Now, granted, I have a weird setup. Which is to say I have the forbidden secret best setup that the government and media don’t want you to know about: Three monitors, but only one in use at a time. My old LCD for work and some gaming, a shiny new OLED exclusively for gaming (to avoid risk of burn-in), and a 19-inch Diamondtron CRT for retro PC gaming. A tool for every occasion—when Microsoft decides to let me.

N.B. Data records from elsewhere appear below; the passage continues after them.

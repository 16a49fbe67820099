//! Shared fixtures for router tests

use async_trait::async_trait;
use axum::Router;
use std::sync::Arc;
use std::time::Duration;
use tokio::sync::mpsc;

use webhook_policy_gate::api::create_router;
use webhook_policy_gate::error::Result;
use webhook_policy_gate::gateway::WebhookGateway;
use webhook_policy_gate::notify::{Dispatcher, NotificationMessage, Notifier};
use webhook_policy_gate::window::FixedClock;
use webhook_policy_gate::{AppState, GatewayConfig};

pub const DEPLOY_SECRET: &str = "d3pl0y";
pub const GITHUB_SECRET: &str = "g1thub";

/// Forwards every notification into a channel the test can read.
pub struct ChannelNotifier(mpsc::UnboundedSender<NotificationMessage>);

#[async_trait]
impl Notifier for ChannelNotifier {
    async fn send(&self, message: &NotificationMessage) -> Result<()> {
        let _ = self.0.send(message.clone());
        Ok(())
    }
}

pub struct TestApp {
    pub router: Router,
    pub notifications: mpsc::UnboundedReceiver<NotificationMessage>,
}

impl TestApp {
    pub async fn next_notification(&mut self) -> NotificationMessage {
        tokio::time::timeout(Duration::from_secs(1), self.notifications.recv())
            .await
            .expect("notification not dispatched")
            .expect("notification channel closed")
    }

    pub async fn assert_no_notification(&mut self) {
        tokio::time::sleep(Duration::from_millis(50)).await;
        assert!(
            self.notifications.try_recv().is_err(),
            "unexpected notification"
        );
    }
}

pub fn test_config() -> GatewayConfig {
    let vars = [
        ("DEPLOYMENT_WEBHOOK_SECRET", DEPLOY_SECRET),
        ("GITHUB_WEBHOOK_SECRET", GITHUB_SECRET),
        ("DEPLOYMENT_HOUR_FROM", "8"),
        ("DEPLOYMENT_HOUR_TO", "18"),
        ("SLACK_DEPLOYMENT_MESSAGE", "Deployment blocked outside {from}-{to}"),
        ("SLACK_GITHUB_BRANCHING_MESSAGE", "Branch {branch} breaks the convention: {checks}"),
    ];
    GatewayConfig::from_lookup(|key| {
        vars.iter()
            .find(|(k, _)| *k == key)
            .map(|(_, v)| v.to_string())
    })
    .expect("test config is valid")
}

/// Router whose clock is pinned to `hour`.
pub fn test_app(hour: u32) -> TestApp {
    let (tx, rx) = mpsc::unbounded_channel();
    let dispatcher = Dispatcher::new(Arc::new(ChannelNotifier(tx)));
    let gateway = WebhookGateway::new(test_config(), dispatcher).with_clock(FixedClock(hour));

    TestApp {
        router: create_router(Arc::new(AppState::new(gateway))),
        notifications: rx,
    }
}
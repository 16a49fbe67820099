use std::path::Path;
use std::sync::Arc;
use tracing::{error, info};

use webhook_policy_gate::api::create_router;
use webhook_policy_gate::error::GatewayError;
use webhook_policy_gate::gateway::WebhookGateway;
use webhook_policy_gate::logging::setup_logging;
use webhook_policy_gate::notify::Dispatcher;
use webhook_policy_gate::{AppState, GatewayConfig};

const DEFAULT_CONFIG_PATH: &str = "gateway_config.toml";

/// Reads `GATEWAY_CONFIG` (or the default file when it exists), falling back
/// to environment variables.
fn load_config() -> Result<GatewayConfig, GatewayError> {
    match std::env::var("GATEWAY_CONFIG") {
        Ok(path) => GatewayConfig::from_file(path),
        Err(_) if Path::new(DEFAULT_CONFIG_PATH).exists() => {
            GatewayConfig::from_file(DEFAULT_CONFIG_PATH)
        }
        Err(_) => GatewayConfig::from_env(),
    }
}

async fn shutdown_signal() {
    if let Err(e) = tokio::signal::ctrl_c().await {
        error!("Failed to listen for shutdown signal: {}", e);
    }
    info!("Shutting down");
}

#[tokio::main]
async fn main() {
    dotenv::dotenv().ok();

    let config = match load_config() {
        Ok(cfg) => cfg,
        Err(e) => {
            eprintln!("Configuration error: {}", e);
            std::process::exit(1);
        }
    };

    let _log_guard = match setup_logging(config.server.log_directory.clone()) {
        Ok(guard) => guard,
        Err(e) => {
            eprintln!("Failed to set up logging: {}", e);
            std::process::exit(1);
        }
    };

    let dispatcher = match Dispatcher::from_config(&config.slack) {
        Ok(d) => d,
        Err(e) => {
            error!("Failed to set up notifications: {}", e);
            std::process::exit(1);
        }
    };

    let bind_address = config.server.bind_address.clone();
    info!(
        "Deployments permitted between {}:00 and {}:59",
        config.deployment.window.from_hour, config.deployment.window.to_hour
    );

    let state = Arc::new(AppState::new(WebhookGateway::new(config, dispatcher)));
    let app = create_router(state);

    let listener = match tokio::net::TcpListener::bind(&bind_address).await {
        Ok(l) => l,
        Err(e) => {
            error!("Failed to bind {}: {}", bind_address, e);
            std::process::exit(1);
        }
    };

    info!("Listening on {}", bind_address);
    if let Err(e) = axum::serve(listener, app)
        .with_graceful_shutdown(shutdown_signal())
        .await
    {
        error!("Server error: {}", e);
    }
}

My great struggle, my eternal nemesis, is that my PC, for all its orders of magnitude greater processing power than its distant ancestors that put men on the Moon, cannot determine when a monitor is “off” or “on.”
The Shadow Realm
My OLED, blessedly, has some kind of space age firmware that tells my PC when it is turned off, but my older LCD and much older CRT do not. If I just flick the power switch, Windows will still read them as being there, phantom desktops that I can lose my cursor in. To use my patented “Triple Monitor, One at a Time™” setup requires a rickety scaffolding of Windows shortcuts that feels like it could collapse at any time.
A “disconnect this display” option buried in Windows’ display settings will seal the entrance to the Shadow Realm, but it’s also—and I think you know exactly what I mean when I say this—kinda fucky. My monitors will change their order and settings unbidden when I reconnect them. The CRT, in particular, is a hothouse orchid when it comes to this.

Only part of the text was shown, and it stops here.